Sviluppi ed esiti del Progetto

Grande importanza ai fini di una completa valorizzazione dell’opera di Desideri deriverà dalla pubblicazione e traduzione in inglese del suo manoscritto tibetano ancora inedito da parte di due fra i massimi esperti di Tibet e buddhismo, come l’americano Donald Lopez e il tibetano Thubten Jingpa (traduttore ufficiale del XIV Dalai Lama).

Il sito dedicato a Ippolito Desideri, oltre a questo stesso documento, in italiano e in inglese, e ad articoli e documenti concernenti il missionario, ospita anche importanti interventi riferiti ai due grandi ambiti disciplinari, storico-geografico e filosofico-religioso, relativi all’Oriente e al suo incontro con l’Occidente, al buddhismo e alle problematiche collegate al confronto del cristianesimo con il buddhismo o, più in generale con le religioni orientali.

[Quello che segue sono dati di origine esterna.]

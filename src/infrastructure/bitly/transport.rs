//! Execution of built requests against the remote service.

use async_trait::async_trait;
use bytes::Bytes;
use reqwest::{Client, Request};
use tracing::{debug, warn};

use crate::domain::providers::RemoteError;

/// Sends a request and returns the full response body.
///
/// Implementations must release the connection before returning on every
/// path, successful or not.
#[cfg_attr(test, mockall::automock)]
#[async_trait]
pub trait HttpTransport: Send + Sync {
    /// Executes `request` and reads the complete body.
    ///
    /// # Errors
    ///
    /// - [`RemoteError::Transport`] if no response was obtained
    /// - [`RemoteError::RemoteStatus`] if the response was unsuccessful or its
    ///   body could not be read
    async fn send(&self, request: Request) -> Result<Bytes, RemoteError>;
}

/// `reqwest`-backed transport.
///
/// The response is owned by [`HttpTransport::send`] and consumed (or dropped)
/// before it returns, which hands the pooled connection back to the client.
#[derive(Debug, Clone)]
pub struct ReqwestTransport {
    client: Client,
}

impl ReqwestTransport {
    pub fn new(client: Client) -> Self {
        Self { client }
    }
}

#[async_trait]
impl HttpTransport for ReqwestTransport {
    async fn send(&self, request: Request) -> Result<Bytes, RemoteError> {
        let method = request.method().clone();
        let url = request.url().clone();
        debug!(%method, %url, "Sending remote request");

        let response = self.client.execute(request).await.map_err(|e| {
            warn!(%method, %url, "Remote request failed: {}", e);
            RemoteError::Transport(e.to_string())
        })?;

        let status = response.status();
        if !status.is_success() {
            let message = response.text().await.unwrap_or_default();
            warn!(%method, %url, status = status.as_u16(), "Remote service returned an error status");
            return Err(RemoteError::RemoteStatus {
                status: status.as_u16(),
                message,
            });
        }

        let body = response.bytes().await.map_err(|e| {
            warn!(%method, %url, "Failed to read response body: {}", e);
            RemoteError::RemoteStatus {
                status: status.as_u16(),
                message: format!("Failed to read response body: {}", e),
            }
        })?;

        debug!(%method, %url, status = status.as_u16(), bytes = body.len(), "Remote request complete");
        Ok(body)
    }
}
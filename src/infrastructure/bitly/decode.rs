//! Decoders for the three remote response shapes.
//!
//! Missing and `null` fields decode to their zero value and unknown fields are
//! ignored, since the remote schema is a superset of what is consumed here.
//! Only a payload that is not well-formed JSON (or has a field of the wrong
//! type) fails with [`DecodeError`].

use serde::de::DeserializeOwned;
use serde::{Deserialize, Deserializer};

use crate::domain::entities::{ClickMetrics, CountryClicks, Link, LinkPage, UserInfo};
use crate::domain::providers::DecodeError;

#[derive(Debug, Default, Deserialize)]
#[serde(default)]
struct UserResponse {
    #[serde(deserialize_with = "null_as_default")]
    default_group_guid: String,
    #[serde(deserialize_with = "null_as_default")]
    name: String,
}

#[derive(Debug, Default, Deserialize)]
#[serde(default)]
struct BitlinksResponse {
    #[serde(deserialize_with = "null_items_as_default")]
    links: Vec<BitlinkItem>,
    #[serde(deserialize_with = "null_as_default")]
    pagination: PaginationInfo,
}

#[derive(Debug, Default, Deserialize)]
#[serde(default)]
struct BitlinkItem {
    #[serde(deserialize_with = "null_as_default")]
    link: String,
    #[serde(deserialize_with = "null_as_default")]
    id: String,
}

#[derive(Debug, Default, Deserialize)]
#[serde(default)]
struct PaginationInfo {
    next: Option<String>,
    #[serde(deserialize_with = "null_as_default")]
    total: u64,
}

#[derive(Debug, Default, Deserialize)]
#[serde(default)]
struct CountryMetricsResponse {
    #[serde(deserialize_with = "null_as_default")]
    units: u32,
    #[serde(deserialize_with = "null_items_as_default")]
    metrics: Vec<CountryMetricItem>,
}

#[derive(Debug, Default, Deserialize)]
#[serde(default)]
struct CountryMetricItem {
    #[serde(deserialize_with = "null_as_default")]
    clicks: u64,
    #[serde(deserialize_with = "null_as_default")]
    value: String,
}

/// Reads a JSON `null` as the type's zero value.
fn null_as_default<'de, D, T>(deserializer: D) -> Result<T, D::Error>
where
    D: Deserializer<'de>,
    T: Default + Deserialize<'de>,
{
    Ok(Option::<T>::deserialize(deserializer)?.unwrap_or_default())
}

/// Reads a `null` list as empty and each `null` element as a zero-valued item.
fn null_items_as_default<'de, D, T>(deserializer: D) -> Result<Vec<T>, D::Error>
where
    D: Deserializer<'de>,
    T: Default + Deserialize<'de>,
{
    let items: Option<Vec<Option<T>>> = Option::deserialize(deserializer)?;
    Ok(items
        .unwrap_or_default()
        .into_iter()
        .map(Option::unwrap_or_default)
        .collect())
}

fn parse<T: DeserializeOwned>(resource: &'static str, body: &[u8]) -> Result<T, DecodeError> {
    serde_json::from_slice(body).map_err(|e| DecodeError::new(resource, e.to_string()))
}

/// Decodes the `user` resource.
pub fn decode_user_info(body: &[u8]) -> Result<UserInfo, DecodeError> {
    let raw: UserResponse = parse("user", body)?;
    Ok(UserInfo::new(raw.default_group_guid, raw.name))
}

/// Decodes one page of the `groups/{guid}/bitlinks` resource.
///
/// A missing, `null` or empty `pagination.next` means the listing is done.
pub fn decode_link_page(body: &[u8]) -> Result<LinkPage, DecodeError> {
    let raw: BitlinksResponse = parse("bitlinks", body)?;

    Ok(LinkPage {
        links: raw
            .links
            .into_iter()
            .map(|item| Link::new(item.link, item.id))
            .collect(),
        next: raw.pagination.next.filter(|next| !next.is_empty()),
        total: raw.pagination.total,
    })
}

/// Decodes the `bitlinks/{id}/countries` resource.
pub fn decode_click_metrics(body: &[u8]) -> Result<ClickMetrics, DecodeError> {
    let raw: CountryMetricsResponse = parse("countries", body)?;

    Ok(ClickMetrics {
        window_days: raw.units,
        metrics: raw
            .metrics
            .into_iter()
            .map(|item| CountryClicks::new(item.value, item.clicks))
            .collect(),
    })
}

#[cfg(test)]
mod tests {
    use super::*;

    #[test]
    fn test_decode_user_info() {
        let body = br#"{"name":"carrpet912","default_group_guid":"Bk1hmwBHfQK"}"#;

        let user = decode_user_info(body).unwrap();

        assert_eq!(user.default_group_guid, "Bk1hmwBHfQK");
        assert_eq!(user.name, "carrpet912");
    }

    #[test]
    fn test_decode_user_info_missing_fields() {
        let user = decode_user_info(br#"{"login":"someone","is_active":true}"#).unwrap();

        assert_eq!(user, UserInfo::default());
    }

    #[test]
    fn test_decode_link_page() {
        let body = br#"{"pagination": {
            "total": 1,
            "page": 0,
            "next": "http://next.com"
        }, "links": [{"link": "http://bit.ly/HGDGAX", "id": "1928432", "title": "x"}]}"#;

        let page = decode_link_page(body).unwrap();

        assert_eq!(page.links, vec![Link::new("http://bit.ly/HGDGAX", "1928432")]);
        assert_eq!(page.next.as_deref(), Some("http://next.com"));
        assert_eq!(page.total, 1);
    }

    #[test]
    fn test_decode_link_page_empty_next_is_last() {
        let body = br#"{"links": [], "pagination": {"total": 0, "next": "", "prev": ""}}"#;

        let page = decode_link_page(body).unwrap();

        assert!(page.links.is_empty());
        assert_eq!(page.next, None);
    }

    #[test]
    fn test_decode_link_page_null_or_missing_pagination() {
        let null_next = decode_link_page(br#"{"links": [], "pagination": {"next": null}}"#).unwrap();
        let no_pagination = decode_link_page(br#"{"links": [{"id": "bit.ly/a"}]}"#).unwrap();

        assert_eq!(null_next.next, None);
        assert_eq!(no_pagination.next, None);
        assert_eq!(no_pagination.links[0].short_url, "");
        assert_eq!(no_pagination.links[0].id, "bit.ly/a");
    }

    #[test]
    fn test_decode_click_metrics() {
        let body = br#"{"units":30, "facet":"countries", "unit":"day",
            "metrics": [{"clicks":27,"value": "US"}, {"clicks": 1000, "value": "China"}]}"#;

        let metrics = decode_click_metrics(body).unwrap();

        assert_eq!(metrics.window_days, 30);
        assert_eq!(
            metrics.metrics,
            vec![CountryClicks::new("US", 27), CountryClicks::new("China", 1000)]
        );
    }

    #[test]
    fn test_decode_click_metrics_empty_object() {
        let metrics = decode_click_metrics(b"{}").unwrap();

        assert_eq!(metrics.window_days, 0);
        assert!(metrics.metrics.is_empty());
    }

    #[test]
    fn test_malformed_payloads_fail() {
        assert!(decode_user_info(b"").is_err());
        assert!(decode_link_page(b"{\"links\": [").is_err());

        let err = decode_click_metrics(b"<html>502 Bad Gateway</html>").unwrap_err();
        assert_eq!(err.resource, "countries");
    }

    #[test]
    fn test_null_fields_decode_to_zero_values() {
        let user = decode_user_info(br#"{"default_group_guid":"G1","name":null}"#).unwrap();
        assert_eq!(user, UserInfo::new("G1", ""));

        let page = decode_link_page(
            br#"{"links": [{"link": null, "id": "bit.ly/a"}, null],
                "pagination": {"total": null, "next": null}}"#,
        )
        .unwrap();
        assert_eq!(page.links, vec![Link::new("", "bit.ly/a"), Link::default()]);
        assert_eq!(page.total, 0);
        assert_eq!(page.next, None);

        let metrics =
            decode_click_metrics(br#"{"units": null, "metrics": null}"#).unwrap();
        assert_eq!(metrics.window_days, 0);
        assert!(metrics.metrics.is_empty());

        let metrics =
            decode_click_metrics(br#"{"metrics": [{"clicks": null, "value": "US"}]}"#).unwrap();
        assert_eq!(metrics.metrics, vec![CountryClicks::new("US", 0)]);
    }

    #[test]
    fn test_null_sections_decode_to_empty() {
        let page = decode_link_page(br#"{"links": null, "pagination": null}"#).unwrap();

        assert!(page.links.is_empty());
        assert!(!page.has_next());
    }

    #[test]
    fn test_wrong_field_type_fails() {
        let result = decode_click_metrics(br#"{"metrics": [{"clicks": "many", "value": "US"}]}"#);

        assert!(result.is_err());
    }
}
use std::collections::HashMap;
use std::path::PathBuf;
use std::sync::{Arc, RwLock};

use anyhow::{anyhow, Context, Result};
use chrono::{DateTime, Utc};
use serde::{Deserialize, Serialize};
use tracing::debug;

/// Session storage file name in cache directory
const STORAGE_FILE: &str = "session.json";

/// String key/value store scoped to one session.
///
/// Methods take `&self` so a storage handle can be shared between the
/// handlers that write to it. Writes to an existing key overwrite it.
pub trait SessionStorage {
    fn get_item(&self, key: &str) -> Result<Option<String>>;
    fn set_item(&self, key: &str, value: &str) -> Result<()>;
    fn remove_item(&self, key: &str) -> Result<()>;
    fn clear(&self) -> Result<()>;
}

/// In-process storage. Clones share the same map and everything is gone
/// when the process exits.
#[derive(Debug, Clone, Default)]
pub struct MemoryStorage {
    items: Arc<RwLock<HashMap<String, String>>>,
}

impl MemoryStorage {
    pub fn new() -> Self {
        Self::default()
    }

    pub fn len(&self) -> Result<usize> {
        let items = self.items.read().map_err(poisoned)?;
        Ok(items.len())
    }

    pub fn is_empty(&self) -> Result<bool> {
        Ok(self.len()? == 0)
    }
}

fn poisoned<T>(_: T) -> anyhow::Error {
    anyhow!("Session storage lock poisoned")
}

impl SessionStorage for MemoryStorage {
    fn get_item(&self, key: &str) -> Result<Option<String>> {
        let items = self.items.read().map_err(poisoned)?;
        Ok(items.get(key).cloned())
    }

    fn set_item(&self, key: &str, value: &str) -> Result<()> {
        let mut items = self.items.write().map_err(poisoned)?;
        items.insert(key.to_string(), value.to_string());
        Ok(())
    }

    fn remove_item(&self, key: &str) -> Result<()> {
        let mut items = self.items.write().map_err(poisoned)?;
        items.remove(key);
        Ok(())
    }

    fn clear(&self) -> Result<()> {
        let mut items = self.items.write().map_err(poisoned)?;
        items.clear();
        Ok(())
    }
}

#[derive(Debug, Default, Serialize, Deserialize)]
struct StorageFile {
    #[serde(default)]
    items: HashMap<String, String>,
    updated_at: Option<DateTime<Utc>>,
}

/// Storage persisted as JSON in the cache directory, so a session
/// survives between command line invocations.
#[derive(Debug, Clone)]
pub struct FileStorage {
    cache_dir: PathBuf,
}

impl FileStorage {
    pub fn new(cache_dir: impl Into<PathBuf>) -> Self {
        Self {
            cache_dir: cache_dir.into(),
        }
    }

    pub fn path(&self) -> PathBuf {
        self.cache_dir.join(STORAGE_FILE)
    }

    /// When the storage file was last written, if it exists
    pub fn updated_at(&self) -> Result<Option<DateTime<Utc>>> {
        Ok(self.read()?.updated_at)
    }

    fn read(&self) -> Result<StorageFile> {
        let path = self.path();
        if !path.exists() {
            return Ok(StorageFile::default());
        }
        let contents = std::fs::read_to_string(&path)
            .context("Failed to read session file")?;
        serde_json::from_str(&contents).context("Failed to parse session file")
    }

    fn write(&self, mut file: StorageFile) -> Result<()> {
        let path = self.path();
        if let Some(parent) = path.parent() {
            std::fs::create_dir_all(parent)?;
        }
        file.updated_at = Some(Utc::now());
        let contents = serde_json::to_string_pretty(&file)?;
        std::fs::write(&path, contents).context("Failed to write session file")?;
        debug!(path = %path.display(), "Session file written");
        Ok(())
    }
}

impl SessionStorage for FileStorage {
    fn get_item(&self, key: &str) -> Result<Option<String>> {
        Ok(self.read()?.items.remove(key))
    }

    fn set_item(&self, key: &str, value: &str) -> Result<()> {
        let mut file = self.read()?;
        file.items.insert(key.to_string(), value.to_string());
        self.write(file)
    }

    fn remove_item(&self, key: &str) -> Result<()> {
        let mut file = self.read()?;
        if file.items.remove(key).is_some() {
            self.write(file)?;
        }
        Ok(())
    }

    fn clear(&self) -> Result<()> {
        let path = self.path();
        if path.exists() {
            std::fs::remove_file(path)?;
        }
        Ok(())
    }
}
use thiserror::Error;

use crate::models::ErrorResponse;

#[derive(Error, Debug)]
pub enum ApiError {
    #[error("Not found: {0}")]
    NotFound(String),

    #[error("Validation failed: {0}")]
    Validation(String),

    #[error("Unauthorized - api key may be invalid")]
    Unauthorized,

    #[error("Access denied: {0}")]
    AccessDenied(String),

    #[error("Rate limited - please wait before retrying")]
    RateLimited,

    #[error("Server error: {0}")]
    ServerError(String),

    #[error("Network error: {0}")]
    NetworkError(#[from] reqwest::Error),

    #[error("Invalid response: {0}")]
    InvalidResponse(String),
}

/// Maximum length for error response bodies in error messages
const MAX_ERROR_BODY_LENGTH: usize = 500;

impl ApiError {
    /// Truncate a response body to avoid logging excessive data
    fn truncate_body(body: &str) -> String {
        if body.len() <= MAX_ERROR_BODY_LENGTH {
            return body.to_string();
        }
        let mut end = MAX_ERROR_BODY_LENGTH;
        while !body.is_char_boundary(end) {
            end -= 1;
        }
        format!("{}... (truncated, {} total bytes)", &body[..end], body.len())
    }

    /// The backend reports failures as `{"result": "false", "error_type", "error_message"}`.
    /// Prefer its message, otherwise fall back to the raw body.
    fn message_from_body(body: &str) -> String {
        match serde_json::from_str::<ErrorResponse>(body) {
            Ok(err) => err.error_message,
            Err(_) => Self::truncate_body(body),
        }
    }

    pub fn from_status(status: reqwest::StatusCode, body: &str) -> Self {
        let message = Self::message_from_body(body);
        match status.as_u16() {
            401 => ApiError::Unauthorized,
            403 => ApiError::AccessDenied(message),
            404 => ApiError::NotFound(message),
            422 => ApiError::Validation(message),
            429 => ApiError::RateLimited,
            500..=599 => ApiError::ServerError(message),
            _ => ApiError::InvalidResponse(format!("Status {}: {}", status, message)),
        }
    }
}

#[cfg(test)]
mod tests {
    use super::*;
    use reqwest::StatusCode;

    #[test]
    fn test_from_status_uses_backend_error_message() {
        let body = r#"{"result": "false", "error_type": "HTTPException", "error_message": "Invalid password"}"#;
        match ApiError::from_status(StatusCode::NOT_FOUND, body) {
            ApiError::NotFound(msg) => assert_eq!(msg, "Invalid password"),
            other => panic!("unexpected error: {other:?}"),
        }
    }

    #[test]
    fn test_from_status_validation() {
        let body = r#"{"result": "false", "error_type": "value_error", "error_message": "value is not a valid email address"}"#;
        assert!(matches!(
            ApiError::from_status(StatusCode::UNPROCESSABLE_ENTITY, body),
            ApiError::Validation(msg) if msg.contains("valid email")
        ));
    }

    #[test]
    fn test_from_status_plain_body() {
        assert!(matches!(
            ApiError::from_status(StatusCode::BAD_GATEWAY, "upstream down"),
            ApiError::ServerError(msg) if msg == "upstream down"
        ));
        assert!(matches!(
            ApiError::from_status(StatusCode::UNAUTHORIZED, ""),
            ApiError::Unauthorized
        ));
        assert!(matches!(
            ApiError::from_status(StatusCode::IM_A_TEAPOT, "tea"),
            ApiError::InvalidResponse(msg) if msg.starts_with("Status 418")
        ));
    }

    #[test]
    fn test_truncate_body() {
        let long = "x".repeat(MAX_ERROR_BODY_LENGTH + 20);
        let truncated = ApiError::truncate_body(&long);
        assert!(truncated.ends_with(&format!("(truncated, {} total bytes)", long.len())));

        // Never split a multi-byte character
        let wide = "é".repeat(MAX_ERROR_BODY_LENGTH);
        let truncated = ApiError::truncate_body(&wide);
        assert!(truncated.contains("truncated"));
    }
}
//! Data models exchanged with the chirper backend.
//!
//! - `Credentials`, `RegistrationRequest`: request bodies for sign-in and sign-up
//! - `ApiKeyResponse`: the token issued by both endpoints
//! - `ErrorResponse`: the backend's error body
//! - `UserProfile`: the profile behind an api key

pub mod auth;
pub mod user;

pub use auth::{ApiKeyResponse, Credentials, ErrorResponse, RegistrationRequest};
pub use user::{UserMeResponse, UserProfile, UserSummary};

L’impegno sul tema mira a concludersi con la costituzione di una fondazione intestata a Desideri sui temi dell’incontro Oriente-Occidente e Cristianesimo-Buddhismo, aperta a tutti gli aspetti geografici, storici, geopolitici, filosofico-religiosi, relativi ad una regione asiatica di grande rilievo geostrategico a livello politico ed economico e ai nostri rapporti con essa. Questa fondazione alla quale posso fornire una biblioteca ricchissima di monografie e documenti dovrebbe proporsi di pubblicare in italiano e in inglese l’intera opera di Desideri, compresi i testi tibetani, il più importante dei quali è ancora inedito (la “Relazione” ben curata da Petech non è disponibile nemmeno sul mercato antiquario).

Le prospettive al riguardo sono riportate nella citata recensione-articolo su “La Civiltà Cattolica” (a. 156, vol. IV, quad. 3730, 19.11.2005, p. 368, nota 4) e nella segnalazione di Stefano Caciolli su “L’Universo” (a. LXXXVII, n. 2, marzo-aprile 2007, pp. 299-300:300) che qui riportiamo:

Fra le realizzazioni a più lunga scadenza segnaliamo […] la creazione di una fondazione intitolata a Ippolito Desideri per la quale Bargiacchi sta lavorando da tempo: attorno a questa idea si stanno raccogliendo alcune importanti istituzioni determinate a dar corpo a questa iniziativa.

Oltre a valorizzare direttamente l’opera di Desideri, una fondazione come quella proposta potrebbe svolgere una funzione di studio, ricerca e incontro su tutti i temi sopra elencati, rendendo vivo e produttivo l’insegnamento pionieristico di una grande e nobile figura che, vanto di un ordine religioso, di una città, di una nazione, è patrimonio prezioso dell’intera umanità.

Enzo Gualtiero Bargiacchi (8 dicembre 2009).